(Collected data)
————
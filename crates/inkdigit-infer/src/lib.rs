//! Digit recognition over ONNX Runtime.
//!
//! `Preprocessor` turns a captured canvas into the `[1, 1, 28, 28]` tensor the
//! MNIST model expects, `DigitClassifier` runs the model through a `Backend`
//! and `Recognizer` ties capture, preprocessing and classification together.

pub mod backend;
pub mod backends;
pub mod classifier;
pub mod config;
pub mod device;
pub mod error;
pub mod modelsource;
pub mod preprocess;
pub mod recognizer;
pub mod session;

pub use backend::Backend;
pub use backends::OnnxBackend;
pub use classifier::{
    CLASS_COUNT, DigitClassifier, INPUT_NAME, INPUT_SHAPE, OUTPUT_NAME, OUTPUT_SHAPE, Prediction,
    argmax,
};
pub use config::RecognizerConfig;
pub use device::Device;
pub use error::InferError;
pub use modelsource::ModelSource;
pub use preprocess::{BmpDump, DiagnosticSink, PreprocessConfig, Preprocessor, flatten};
pub use recognizer::{RecognizeError, Recognizer};
pub use session::{ElementType, Session, TensorInfo};
pub mod onnx;

pub use onnx::{OnnxBackend, OnnxSession};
————
• PROBLEM TO SOLVE: Could you print the lines of the records above from the one containing "pub mod config;" through the last, exactly and with no additions?

• ANSWER FOR THE TASK:
pub mod config;
pub mod device;
pub mod error;
pub mod modelsource;
pub mod preprocess;
pub mod recognizer;
pub mod session;

pub use backend::Backend;
pub use backends::OnnxBackend;
pub use classifier::{
    CLASS_COUNT, DigitClassifier, INPUT_NAME, INPUT_SHAPE, OUTPUT_NAME, OUTPUT_SHAPE, Prediction,
    argmax,
};
pub use config::RecognizerConfig;
pub use device::Device;
pub use error::InferError;
pub use modelsource::ModelSource;
pub use preprocess::{BmpDump, DiagnosticSink, PreprocessConfig, Preprocessor, flatten};
pub use recognizer::{RecognizeError, Recognizer};
pub use session::{ElementType, Session, TensorInfo};
pub mod onnx;

pub use onnx::{OnnxBackend, OnnxSession};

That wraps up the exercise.